Which lines in the records below contain the word "Initial"? Copy each of them.

——

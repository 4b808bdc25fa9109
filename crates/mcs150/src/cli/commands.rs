//! CLI command definitions.
//!
//! This module defines the structure of all CLI subcommands. Values such as
//! section names and vehicle classes are taken as strings and parsed by the
//! library so that the error wording is the same everywhere.

use std::path::PathBuf;

use clap::{Args, Subcommand, ValueEnum};

/// Sign-in arguments.
#[derive(Debug, Args)]
pub struct LoginCommand {
    /// Account email
    #[arg(short, long)]
    pub email: String,

    /// Account password
    #[arg(short, long)]
    pub password: String,
}

/// Registration arguments.
#[derive(Debug, Args)]
pub struct RegisterCommand {
    /// Given name
    #[arg(long)]
    pub first_name: String,

    /// Family name
    #[arg(long)]
    pub last_name: String,

    /// Account email
    #[arg(short, long)]
    pub email: String,

    /// Password (at least 8 characters)
    #[arg(short, long)]
    pub password: String,

    /// Password again
    #[arg(long)]
    pub confirm_password: String,
}

/// Profile commands.
#[derive(Debug, Subcommand)]
pub enum ProfileCommand {
    /// Show the signed-in user's profile
    Show {
        /// Output as JSON
        #[arg(short, long)]
        json: bool,
    },

    /// Update names and email
    Update {
        /// Given name
        #[arg(long)]
        first_name: String,

        /// Family name
        #[arg(long)]
        last_name: String,

        /// Account email
        #[arg(short, long)]
        email: String,
    },

    /// Change the password
    Password {
        /// Current password
        #[arg(long)]
        current: String,

        /// New password
        #[arg(long)]
        new: String,

        /// New password again
        #[arg(long)]
        confirm: String,
    },
}

/// Filing wizard commands.
#[derive(Debug, Subcommand)]
pub enum FilingCommand {
    /// Step 1: look up a carrier by USDOT number
    New {
        /// USDOT number
        #[arg(short, long)]
        usdot: String,

        /// Carrier contact email
        #[arg(short, long)]
        email: String,
    },

    /// Step 2: show or submit mileage and employer number
    Info {
        /// Miles driven last year
        #[arg(short, long)]
        mileage: Option<String>,

        /// Employer identification number (ignored when already known)
        #[arg(long)]
        ein: Option<String>,
    },

    /// Step 3: show the form
    Preview {
        /// Output the carrier data as JSON
        #[arg(short, long)]
        json: bool,
    },

    /// Step 3: generate the PDF
    Generate,

    /// Step 4: list sections, or select the given ones and start editing
    Changes {
        /// Sections to change, in order
        sections: Vec<String>,
    },

    /// Step 5: edit the selected sections
    #[command(subcommand)]
    Edit(EditCommand),

    /// Step 6: show the generated filing
    Success,

    /// Step 6: download the generated PDF
    Download {
        /// Directory to save into (defaults to the configured download directory)
        #[arg(short, long, value_name = "DIR")]
        dir: Option<PathBuf>,
    },

    /// Clear the wizard and start a new filing
    StartOver,

    /// Show which wizard slots are filled and where to resume
    Status {
        /// Output as JSON
        #[arg(short, long)]
        json: bool,
    },
}

/// Edit-step commands.
#[derive(Debug, Subcommand)]
pub enum EditCommand {
    /// Show the current section
    Show,

    /// Go to the next section
    Next,

    /// Go to the previous section
    Prev,

    /// Jump to a selected section
    Goto {
        /// Section name
        section: String,
    },

    /// Set a text field (legal-name, dba-name, physical-street, phone, ...)
    Set {
        /// Field name
        field: String,

        /// New value (may be empty)
        value: String,
    },

    /// Set whether the mailing address is the principal address
    MailingSame {
        /// true or false
        #[arg(action = clap::ArgAction::Set)]
        same: bool,
    },

    /// Correct the employer identification number
    Ein {
        /// New employer number
        value: String,
    },

    /// Choose the company operation by letter or label ("" clears)
    Operation {
        /// Letter or label
        value: String,
    },

    /// Toggle an operation classification by letter or label
    Classification {
        /// Letter or label
        value: String,
    },

    /// Toggle a cargo classification by letter or label
    Cargo {
        /// Letter or label
        value: String,
    },

    /// Check or uncheck the "Other" cargo box
    OtherCargo {
        /// true or false
        #[arg(action = clap::ArgAction::Set)]
        checked: bool,
    },

    /// Set a vehicle count
    Vehicle {
        /// owned, term-leased or trip-leased
        ownership: String,

        /// Vehicle class (truck, tract, trail, haz_truck, school_1_8, ...)
        class: String,

        /// Count
        value: String,
    },

    /// Set a driver count
    Driver {
        /// Driver field (interstate_within_100_miles, total_cdl, ...)
        field: String,

        /// Count
        value: String,
    },

    /// Save the edits
    Save {
        /// Return to section selection instead of the preview
        #[arg(long)]
        more: bool,
    },
}

/// Filing history commands.
#[derive(Debug, Subcommand)]
pub enum HistoryCommand {
    /// List past filings
    List {
        /// Filter by USDOT number or email
        #[arg(short, long)]
        search: Option<String>,

        /// Page number (1-based)
        #[arg(short, long, default_value = "1")]
        page: usize,

        /// Output format
        #[arg(short, long, value_enum, default_value = "table")]
        format: OutputFormat,
    },

    /// Download a past filing
    Download {
        /// File path as listed
        path: String,

        /// Directory to save into
        #[arg(short, long, value_name = "DIR")]
        dir: Option<PathBuf>,
    },

    /// Check that a past filing is still available and print its URL
    View {
        /// File path as listed
        path: String,
    },

    /// Export the history as CSV
    Export {
        /// Directory to save into
        #[arg(short, long, value_name = "DIR")]
        dir: Option<PathBuf>,
    },
}

/// Admin console commands.
#[derive(Debug, Subcommand)]
pub enum AdminCommand {
    /// Show counters and recent users
    Dashboard {
        /// Output format
        #[arg(short, long, value_enum, default_value = "table")]
        format: OutputFormat,
    },

    /// Manage users
    #[command(subcommand)]
    Users(UsersCommand),

    /// PDF generation statistics
    Stats(StatsCommand),
}

/// User management commands.
#[derive(Debug, Subcommand)]
pub enum UsersCommand {
    /// List users
    List {
        /// Page number (1-based)
        #[arg(short, long, default_value = "1")]
        page: usize,

        /// Output format
        #[arg(short, long, value_enum, default_value = "table")]
        format: OutputFormat,
    },

    /// Add a user
    Add {
        /// Given name
        #[arg(long)]
        first_name: String,

        /// Family name
        #[arg(long)]
        last_name: String,

        /// Account email
        #[arg(short, long)]
        email: String,

        /// Initial password
        #[arg(short, long)]
        password: String,

        /// Initial password again
        #[arg(long)]
        confirm_password: String,

        /// Grant administrator access
        #[arg(long)]
        admin: bool,

        /// Allow sign-in right away
        #[arg(long)]
        active: bool,
    },

    /// Update a user
    Update {
        /// User id
        id: i64,

        /// New given name
        #[arg(long)]
        first_name: Option<String>,

        /// New family name
        #[arg(long)]
        last_name: Option<String>,

        /// New email
        #[arg(short, long)]
        email: Option<String>,

        /// Administrator flag
        #[arg(long)]
        admin: Option<bool>,

        /// Active flag
        #[arg(long)]
        active: Option<bool>,
    },

    /// Set a user's password
    ResetPassword {
        /// User id
        id: i64,

        /// New password
        #[arg(short, long)]
        password: String,

        /// New password again
        #[arg(long)]
        confirm_password: String,
    },

    /// Delete a user
    Delete {
        /// User id
        id: i64,
    },
}

/// Statistics arguments. Every filter defaults to "all".
#[derive(Debug, Args)]
pub struct StatsCommand {
    /// Dimension to count by (user, day, usdot, month, year)
    #[arg(short, long, default_value = "user")]
    pub by: String,

    /// Only this user
    #[arg(long, default_value = "all")]
    pub user: String,

    /// Only this year
    #[arg(long, default_value = "all")]
    pub year: String,

    /// Only this month (Jan..Dec)
    #[arg(long, default_value = "all")]
    pub month: String,

    /// Only this day of month
    #[arg(long, default_value = "all")]
    pub day: String,

    /// Only this USDOT number
    #[arg(long, default_value = "all")]
    pub usdot: String,

    /// Output format
    #[arg(short, long, value_enum, default_value = "table")]
    pub format: OutputFormat,
}

/// Notification commands.
#[derive(Debug, Subcommand)]
pub enum NotificationsCommand {
    /// List notifications, newest first
    List {
        /// Tab to show (all, user, document, system, alert)
        #[arg(short = 't', long, default_value = "all")]
        category: String,

        /// Output format
        #[arg(short, long, value_enum, default_value = "table")]
        format: OutputFormat,
    },

    /// Mark one notification read
    Read {
        /// Notification id
        id: i64,
    },

    /// Mark every notification read
    ReadAll,

    /// Dismiss one notification
    Dismiss {
        /// Notification id
        id: i64,
    },

    /// Dismiss every notification
    DismissAll,

    /// Poll and print the unread count whenever it changes (Ctrl-C stops)
    Watch,
}

/// Configuration commands.
#[derive(Debug, Subcommand)]
pub enum ConfigCommand {
    /// Show current configuration
    Show {
        /// Output as JSON
        #[arg(short, long)]
        json: bool,
    },

    /// Show the configuration file path
    Path,

    /// Validate configuration
    Validate {
        /// Path to configuration file to validate
        #[arg(short, long)]
        file: Option<PathBuf>,
    },
}

/// Output format for listings.
#[derive(Debug, Clone, Copy, PartialEq, Eq, Default, ValueEnum)]
pub enum OutputFormat {
    /// Plain text output
    #[default]
    Plain,
    /// Formatted table
    Table,
    /// JSON output
    Json,
}

#[cfg(test)]
mod tests {
    use super::*;

    #[test]
    fn test_output_format_default() {
        assert_eq!(OutputFormat::default(), OutputFormat::Plain);
    }

    #[test]
    fn test_edit_command_debug() {
        let cmd = EditCommand::Save { more: true };
        let debug_str = format!("{cmd:?}");
        assert!(debug_str.contains("Save"));
        assert!(debug_str.contains("more"));
    }

    #[test]
    fn test_config_command_debug() {
        let cmd = ConfigCommand::Show { json: false };
        let debug_str = format!("{cmd:?}");
        assert!(debug_str.contains("Show"));
    }
}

——

* _Output_
        /// Initial password
        /// Initial password again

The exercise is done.